Five Essential Steps to Training with an Injury

knee joints

When an injury sidelines your workout schedule,it’s easy to fall into a funk. You feel disheartened. You feel defeated. You may even feel like giving up and wallowing in self-pity all day.

Unfortunately, this method of recovery simply doesn’t work and your life will likely only become even more depressing. You need to view this incident as simply another part of training. It’s a challenge, where the goals have not changed but the journey requires some modification.

With that in mind, here are five essential steps to keep your body moving with an injury without slowing down your recovery time.

  1. Speak to a Medical Professional

It may be tempting to train through the pain. It may be easier to Google your symptoms until you find an article which claims that you’re fine. However, only a hands-on evaluation from an educated individual can steer your specific circumstances in the safest direction.
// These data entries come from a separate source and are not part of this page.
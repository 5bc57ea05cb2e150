//! Command-line configuration.

use std::path::PathBuf;
use std::time::Duration;

use clap::Parser;
use thiserror::Error;

use crate::data::{DEFAULT_QUESTIONS_PATH, QuestionSource};

/// File name of the log written when `--log-file` is not given.
pub const DEFAULT_LOG_FILE: &str = "quiz-runner.log";

#[derive(Parser, Debug)]
#[command(version, about = "Multiple-choice quiz runner for the terminal", long_about = None)]
pub struct Args {
    /// JSON file or http(s) URL to load the questions from
    #[arg(short, long, default_value = DEFAULT_QUESTIONS_PATH)]
    pub questions: String,

    /// Seconds to wait for the question source before using the built-in set
    #[arg(long, default_value_t = 5)]
    pub timeout_secs: u64,

    /// Seed for a reproducible question order
    #[arg(long)]
    pub seed: Option<u64>,

    /// File receiving diagnostics (defaults to the system temp directory)
    #[arg(long)]
    pub log_file: Option<PathBuf>,

    /// Load the questions and start right away instead of showing the start screen
    #[arg(long)]
    pub load: bool,
}

#[derive(Debug, Clone, PartialEq, Eq, Error)]
pub enum ConfigError {
    #[error("question source must not be empty")]
    EmptySource,
    #[error("timeout must be at least one second")]
    ZeroTimeout,
}

/// Validated runtime configuration.
#[derive(Debug, Clone)]
pub struct Config {
    pub source: QuestionSource,
    pub timeout: Duration,
    pub seed: Option<u64>,
    pub log_file: PathBuf,
    pub load_on_start: bool,
}

impl TryFrom<Args> for Config {
    type Error = ConfigError;

    fn try_from(args: Args) -> Result<Self, Self::Error> {
        let questions = args.questions.trim();
        if questions.is_empty() {
            return Err(ConfigError::EmptySource);
        }
        if args.timeout_secs == 0 {
            return Err(ConfigError::ZeroTimeout);
        }

        Ok(Self {
            source: QuestionSource::parse(questions),
            timeout: Duration::from_secs(args.timeout_secs),
            seed: args.seed,
            log_file: args
                .log_file
                .unwrap_or_else(|| std::env::temp_dir().join(DEFAULT_LOG_FILE)),
            load_on_start: args.load,
        })
    }
}

impl Default for Config {
    fn default() -> Self {
        Self {
            source: QuestionSource::default(),
            timeout: crate::data::DEFAULT_TIMEOUT,
            seed: None,
            log_file: std::env::temp_dir().join(DEFAULT_LOG_FILE),
            load_on_start: false,
        }
    }
}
Ask them what exercises are off the table. Ask them when you might be able to return to your regular program. Ask them how intense you’re allowed to train now. If they tell you to rest indefinitely, then rest indefinitely. If they give you some medication, take it. Without a doubt, this is the most important step of them all. Do what they say.

  1. Work Around the Pain

Have you ever heard of the phenomenon known as “cross-education”? Studies have proven that the training of one limb somehow increases the strength of the other untrained limb too. In other words, while you may not be able to directly target the muscles you are hoping for, you can still keep your body progressing forward by working on the surrounding areas. This will not only burn excess calories and tighten your physique but may also increase your overall performance once you’ve healed too.

Consider working with a trainer to maximize your gains, but some ideas include swimming or the rowing machine for foot injuries, weight-lifting or kayaking for leg injuries, and yoga for shoulder injuries. If you have some spinal trauma, your options are a little more limited, hence why you need to get permission from your doctor before you attempt anything new.

  1. Stick to Your Routine

One of the more concerning aspects of injury downtime is the loss of your exercise routine. As your body falls out of sync with these habitual activities, it will only mean a tougher start when you are finally ready to get back into the swing of things.

An easy way to avoid this is to simply keep moving during those same time slots. If you usually perform an intense gym session over your lunch hour, then try to find a low impact class which you can attend at that same time. If you enjoy a morning run, then replace it with a casual stroll while using a knee walker or crutches. You should even keep your pre-workout stretching ritual to really get in the mood.

  1. Eat Properly

To really add insult to injury, people do tend to gain weight when dealing with these periods of stagnation. The reasons aren’t hard to understand either. Not only are you burning fewer calories, but you may also find yourself sitting on the couch all day long, eating fast food and feeling miserable. Perhaps even worse is that certain foods (such as sugary junk or refined carbs) actually provoke further inflammation.

Use your food like a weapon, and eat meals which boost your recovery while keeping your body lean and powerful. Omega-3 fatty acids are known to reduce joint pain with their anti-inflammatory properties, so stock up on soybeans, flaxseeds, and fish. Fruit and vegetables should ideally be around 50% of your total diet, and ample hydration is the key to all rejuvenation.

  1. Stay Motivated

This may sound easier said than done, but with a slight shift in attitude, you can slowly find small ways in which to hold your mindset in the training zone. Remember to be patient, repeating the mantra that you are on your way to recovery. Tell your friends about your progress and follow athletes on social media to maintain a keen eye on the goal. And use this break as an opportunity to study your body, making new plans, training different areas, and working out the best way to ensure that this never happens again.

What’s important to note is that feeling pessimistic can actually hinder your healing, so force a smile and face forward. This is just a little injury. It happens to people all the time. You’ll be back on your feet before you know it.